Hosty v. Carter

Hosty v. Carter, 412 F.3d 731 (7th Cir. 2005) (en banc), cert. denied, No. 05-377, 2006 U.S. LEXIS 1141 (U.S. Feb 21, 2006).

Student journalists of the university newspaper, the Innovator, sued the Governors State University. The student journalists, Margaret Hosty, Jeni Porche and Steven Barba brought suit after Dean Patricia Carter halted printing of the student newspaper until a school official approved the student newspaper's contents. The Innovator, had published news stories and editorials critical of the administration. Dean Carter's directive was issued despite a university policy that said the student newspaper staff "will determine content and format of their respective publications without censorship or advance approval." The student editors at Governors State University in Illinois filed suit against school administrators and the Illinois Attorney General's office, arguing that their First Amendment rights were no greater than those of teenagers in high school.
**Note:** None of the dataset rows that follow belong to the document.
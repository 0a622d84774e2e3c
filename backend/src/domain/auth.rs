//! Authentication primitives: login credentials and issued bearer tokens.
//!
//! Keep inbound payload parsing outside the domain by exposing constructors
//! that validate string inputs before a handler talks to a port or service.

use std::fmt;

use chrono::{DateTime, Utc};
use serde::Serialize;
use utoipa::ToSchema;
use uuid::Uuid;
use zeroize::Zeroizing;

use super::error_chain::FieldError;

/// Domain error returned when login payload values are invalid.
#[derive(Debug, Clone, PartialEq, Eq)]
pub enum LoginValidationError {
    /// Email was missing or blank once trimmed.
    EmptyEmail,
    /// Password was blank.
    EmptyPassword,
}

impl LoginValidationError {
    /// Field-level view for error frames.
    pub fn field_error(&self) -> FieldError {
        match self {
            Self::EmptyEmail => FieldError::new("email", self.to_string()),
            Self::EmptyPassword => FieldError::new("password", self.to_string()),
        }
    }
}

impl fmt::Display for LoginValidationError {
    fn fmt(&self, f: &mut fmt::Formatter<'_>) -> fmt::Result {
        match self {
            Self::EmptyEmail => write!(f, "email must not be empty"),
            Self::EmptyPassword => write!(f, "password must not be empty"),
        }
    }
}

impl std::error::Error for LoginValidationError {}

/// Validated login credentials used by the account service.
///
/// ## Invariants
/// - `email` is trimmed and must not be empty after trimming.
/// - `password` is required to be non-empty but retains caller-provided
///   whitespace to avoid surprising credential comparisons.
///
/// # Examples
/// ```
/// use sharefood::domain::LoginCredentials;
///
/// let creds = LoginCredentials::try_from_parts(" ada@example.com ", "pw").unwrap();
/// assert_eq!(creds.email(), "ada@example.com");
/// assert_eq!(creds.password(), "pw");
/// ```
#[derive(Debug, Clone, PartialEq, Eq)]
pub struct LoginCredentials {
    email: String,
    password: Zeroizing<String>,
}

impl LoginCredentials {
    /// Construct credentials from raw email/password inputs.
    pub fn try_from_parts(email: &str, password: &str) -> Result<Self, LoginValidationError> {
        let normalized = email.trim();
        if normalized.is_empty() {
            return Err(LoginValidationError::EmptyEmail);
        }

        if password.is_empty() {
            return Err(LoginValidationError::EmptyPassword);
        }

        Ok(Self {
            email: normalized.to_owned(),
            password: Zeroizing::new(password.to_owned()),
        })
    }

    /// Email used for account lookups.
    pub fn email(&self) -> &str {
        self.email.as_str()
    }

    /// Password string provided by the caller.
    pub fn password(&self) -> &str {
        self.password.as_str()
    }
}

/// Identity carried by a verified bearer token.
#[derive(Debug, Clone, Copy, PartialEq, Eq, Hash)]
pub struct TokenSubject {
    /// Authenticated account.
    pub id_user: Uuid,
}

/// Bearer token handed to a client after registration or login.
#[derive(Debug, Clone, PartialEq, Eq, Serialize, ToSchema)]
pub struct IssuedToken {
    #[serde(rename = "type")]
    token_type: String,
    token: String,
    expired_at: DateTime<Utc>,
}

impl IssuedToken {
    /// Wrap a signed token.
    pub fn bearer(token: impl Into<String>, expired_at: DateTime<Utc>) -> Self {
        Self {
            token_type: "bearer".to_owned(),
            token: token.into(),
            expired_at,
        }
    }

    /// Signed token string.
    pub fn token(&self) -> &str {
        &self.token
    }

    /// Instant after which the token is refused.
    pub fn expired_at(&self) -> DateTime<Utc> {
        self.expired_at
    }
}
The federal district court handed down a decision on April 10, 2003, that offered strong support for college press freedom. The state's chief lawyer, Illinois Attorney General Madigan, argued that Dean Carter’s action was qualified, citing Hazelwood School District v. Kuhlmeier, 484 U.S. 260 (1998). The court rejected Dean Carter’s argument holding that Hazelwood was not the appropriate standard for censorship of college student media and pointing to the more than three decades of law providing strong First Amendment protection to the college student press.

Illinois Attorney General Madigan filed a petition on behalf of Patricia Carter for a rehearing en banc before the federal appeals court. On June 25, 2003, a seven-majority of an 11-judge panel granted that petition and vacated the three-judge panel's decision and handed down a judgment in support of the university.

In weighing the rights of collegiate press, the Seventh Circuit wrote, "Hazelwood provides our starting point." The seven-judge majority stated that, "there is no sharp difference between high school and college newspapers." Reasoning that the same considerations that justify editorial control over high school publications might extend to colleges, the Seventh Circuit suggested that "Hazelwood's framework applies to subsidized student newspapers at college as well as elementary and secondary schools."

In reaching its opinion, the court said that a court confronted with an act of student newspaper censorship by a college official must first determine if the publication was a "designated public forum" where students had been given the authority to make the content decisions. The majority said that the fact a publication might be extracurricular was not determinative of its public forum status. Second, the court held that even assuming that the Innovator was a public forum, the dean who censored the publication was entitled to qualified immunity from damages for infringing the students' rights because she could not have reasonably known that the limitations of the Hazelwood decision did not apply to college and university student publications.

The student journalists filed a petition asking the U.S. Supreme Court to hear the case to consider whether the Supreme Court's 1988 Hazelwood decision limiting high school student free expression rights could extend to college and university campuses. Both sides and several amicus groups filed briefs in the case. On Feb. 21, 2006, the U.S. Supreme Court refused to grant an appeal in the case.